Just for fun, Russinovich talks about how Jeff and Daryl track down a Malcode author because the hacker placed his home address in the code. This sounds crazy, but this is something that actually happened in the real world. At a TED Talk in 2011, Mikko Hypponen described that very thing.
Russinovich packs a lot of realistic tech into this story. He needles the anti-virus industry for being behind on discoveries of new malware, explains what a keylogger is and then explains how a nation state in the story uses keyloggers to compromise UN officials.
He also talks about the long-standing cyber philosophy of Responsible Disclosure, in which it is fine for researchers to discover vulnerabilities in commercial software but they should not go public with that information until the vendor has had time to fix it. He also talks about how that practice is losing ground to the lucrative market for selling these kinds of things to governments and independent contractors willing to pay large sums of money for just the right Zero Day.
One of the most interesting things in “Trojan Horse” is that Russinovich has devised a scary new piece of Malcode that, if it existed in the real world, would be a spy’s dream come true. The Malcode in question is smart about how its victim operates. It knows that the victim writes position papers using the Microsoft Word program. In this case, a United Nations official is writing disparaging remarks about Iran’s nuclear program. Once the official saves the final draft, he cryptographically signs the document before he sends it to the intended recipient.

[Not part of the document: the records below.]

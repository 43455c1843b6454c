//! Configuration structures
//!
//! Every section has serde defaults so a config file only needs the Kakao
//! client id.

use serde::{Deserialize, Serialize};

use crate::constants::{
    DEFAULT_MARGIN_MM, DEFAULT_REDIRECT_URI, KAKAO_API_BASE_URL, KAKAO_AUTH_BASE_URL,
    KAKAO_DEFAULT_LINK_URL, KAKAO_SCOPE_TALK_MESSAGE, LOGIN_TIMEOUT_SECS, MIN_SKEW_BUFFER_SECS,
    POPUP_GRACE_PERIOD_MS, POPUP_HEIGHT, POPUP_POLL_INTERVAL_MS, POPUP_WIDTH,
};
use crate::errors::{Result, TalkReportError};
use crate::types::PageLayout;

/// Top-level application configuration
#[derive(Debug, Clone, Default, PartialEq, Serialize, Deserialize)]
#[serde(default)]
pub struct AppConfig {
    pub kakao: KakaoConfig,
    pub auth: AuthConfig,
    pub export: ExportConfig,
    pub storage: StorageConfig,
}

impl AppConfig {
    /// # Errors
    /// Returns `TalkReportError::Config` describing the first invalid field.
    pub fn validate(&self) -> Result<()> {
        if self.kakao.client_id.trim().is_empty() {
            return Err(TalkReportError::Config("kakao.client_id is required".to_string()));
        }
        if !self.kakao.redirect_uri.starts_with("http://")
            && !self.kakao.redirect_uri.starts_with("https://")
        {
            return Err(TalkReportError::Config(format!(
                "kakao.redirect_uri must be an http(s) URL, got {}",
                self.kakao.redirect_uri
            )));
        }
        if explicit_port(&self.kakao.redirect_uri) == Some(0) {
            return Err(TalkReportError::Config(
                "kakao.redirect_uri needs a fixed port; it must match the Kakao console entry"
                    .to_string(),
            ));
        }
        let layout = self.export.page_layout();
        if layout.content_width_mm() <= 0.0 || layout.content_height_mm() <= 0.0 {
            return Err(TalkReportError::Config(
                "export margins leave no printable area".to_string(),
            ));
        }
        Ok(())
    }
}

/// Port written in an `http(s)://host:port/...` URL, if any.
fn explicit_port(uri: &str) -> Option<u16> {
    let rest = uri.split_once("://").map_or(uri, |(_, rest)| rest);
    let authority = rest.split(['/', '?', '#']).next().unwrap_or_default();
    let host_port = authority.rsplit_once('@').map_or(authority, |(_, hp)| hp);
    let port = match host_port.rsplit_once("]:") {
        Some((_, port)) => port,
        None if host_port.starts_with('[') => return None,
        None => host_port.rsplit_once(':')?.1,
    };
    port.parse().ok()
}

/// Kakao application registration
#[derive(Debug, Clone, PartialEq, Serialize, Deserialize)]
#[serde(default)]
pub struct KakaoConfig {
    /// REST API key of the Kakao application.
    pub client_id: String,
    /// Only needed when "client secret" is enabled in the Kakao console.
    pub client_secret: Option<String>,
    pub auth_base_url: String,
    pub api_base_url: String,
    pub redirect_uri: String,
    pub scope: String,
    /// Link attached to every memo message.
    pub link_url: String,
}

impl Default for KakaoConfig {
    fn default() -> Self {
        Self {
            client_id: String::new(),
            client_secret: None,
            auth_base_url: KAKAO_AUTH_BASE_URL.to_string(),
            api_base_url: KAKAO_API_BASE_URL.to_string(),
            redirect_uri: DEFAULT_REDIRECT_URI.to_string(),
            scope: KAKAO_SCOPE_TALK_MESSAGE.to_string(),
            link_url: KAKAO_DEFAULT_LINK_URL.to_string(),
        }
    }
}

/// Where OAuth credentials are persisted.
#[derive(Debug, Clone, Copy, Default, PartialEq, Eq, Serialize, Deserialize)]
#[serde(rename_all = "snake_case")]
pub enum CredentialBackend {
    #[default]
    Sqlite,
    Keychain,
}

/// Token lifecycle and login popup settings
#[derive(Debug, Clone, PartialEq, Eq, Serialize, Deserialize)]
#[serde(default)]
pub struct AuthConfig {
    /// Seconds subtracted from `expires_in`; values below 60 are raised to 60.
    pub skew_buffer_secs: u64,
    pub popup_width: u32,
    pub popup_height: u32,
    pub poll_interval_ms: u64,
    pub grace_period_ms: u64,
    pub login_timeout_secs: u64,
    pub credential_backend: CredentialBackend,
    /// Keychain service name when `credential_backend = "keychain"`.
    pub keychain_service: String,
}

impl AuthConfig {
    #[must_use]
    pub fn effective_skew_buffer_secs(&self) -> u64 {
        self.skew_buffer_secs.max(MIN_SKEW_BUFFER_SECS)
    }
}

impl Default for AuthConfig {
    fn default() -> Self {
        Self {
            skew_buffer_secs: MIN_SKEW_BUFFER_SECS,
            popup_width: POPUP_WIDTH,
            popup_height: POPUP_HEIGHT,
            poll_interval_ms: POPUP_POLL_INTERVAL_MS,
            grace_period_ms: POPUP_GRACE_PERIOD_MS,
            login_timeout_secs: LOGIN_TIMEOUT_SECS,
            credential_backend: CredentialBackend::Sqlite,
            keychain_service: "TalkReport.kakao".to_string(),
        }
    }
}

/// Document export settings
#[derive(Debug, Clone, PartialEq, Serialize, Deserialize)]
#[serde(default)]
pub struct ExportConfig {
    pub page_width_mm: f64,
    pub page_height_mm: f64,
    pub margin_mm: f64,
    /// Directory holding rendered report images, one `<element-id>.png` each.
    pub surface_dir: String,
    pub output_dir: String,
}

impl ExportConfig {
    #[must_use]
    pub fn page_layout(&self) -> PageLayout {
        PageLayout {
            page_width_mm: self.page_width_mm,
            page_height_mm: self.page_height_mm,
            margin_mm: self.margin_mm,
        }
    }
}

impl Default for ExportConfig {
    fn default() -> Self {
        let layout = PageLayout::a4(DEFAULT_MARGIN_MM);
        Self {
            page_width_mm: layout.page_width_mm,
            page_height_mm: layout.page_height_mm,
            margin_mm: layout.margin_mm,
            surface_dir: "renders".to_string(),
            output_dir: "exports".to_string(),
        }
    }
}

/// Local storage settings
#[derive(Debug, Clone, PartialEq, Eq, Serialize, Deserialize)]
#[serde(default)]
pub struct StorageConfig {
    pub database_path: String,
}

impl Default for StorageConfig {
    fn default() -> Self {
        Self { database_path: "talkreport.db".to_string() }
    }
}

Signing the document like that guarantees the integrity of the file. When the receiver opens the document and verifies the signature, the receiver knows that the document he is reading is the same one that the sender gave him. But therein lies the rub. The Malcode understands that process and inserts itself into the seam. After the author saves the document but before he cryptographically signs it, the Malcode alters the document to say something that the Malcode author wants to be said.
I have not seen a piece of Malcode that does this in the real world, but it could be done. Russinovich even gives the Malcode the same “Call Home” design that the famous Conficker Worm used; essentially, generate thousands of random DNS names and systematically try each at random intervals. The Malcode author would place his command and control server at one of those names in the list of a thousand; kind of like hiding in the noise.
“Trojan Horse” is another fun romp in the political thriller genre that places cybersecurity geeks up front as the heroes. I don’t know that I’d call it a must-read for the cybersecurity professional, but it sure is a fun one.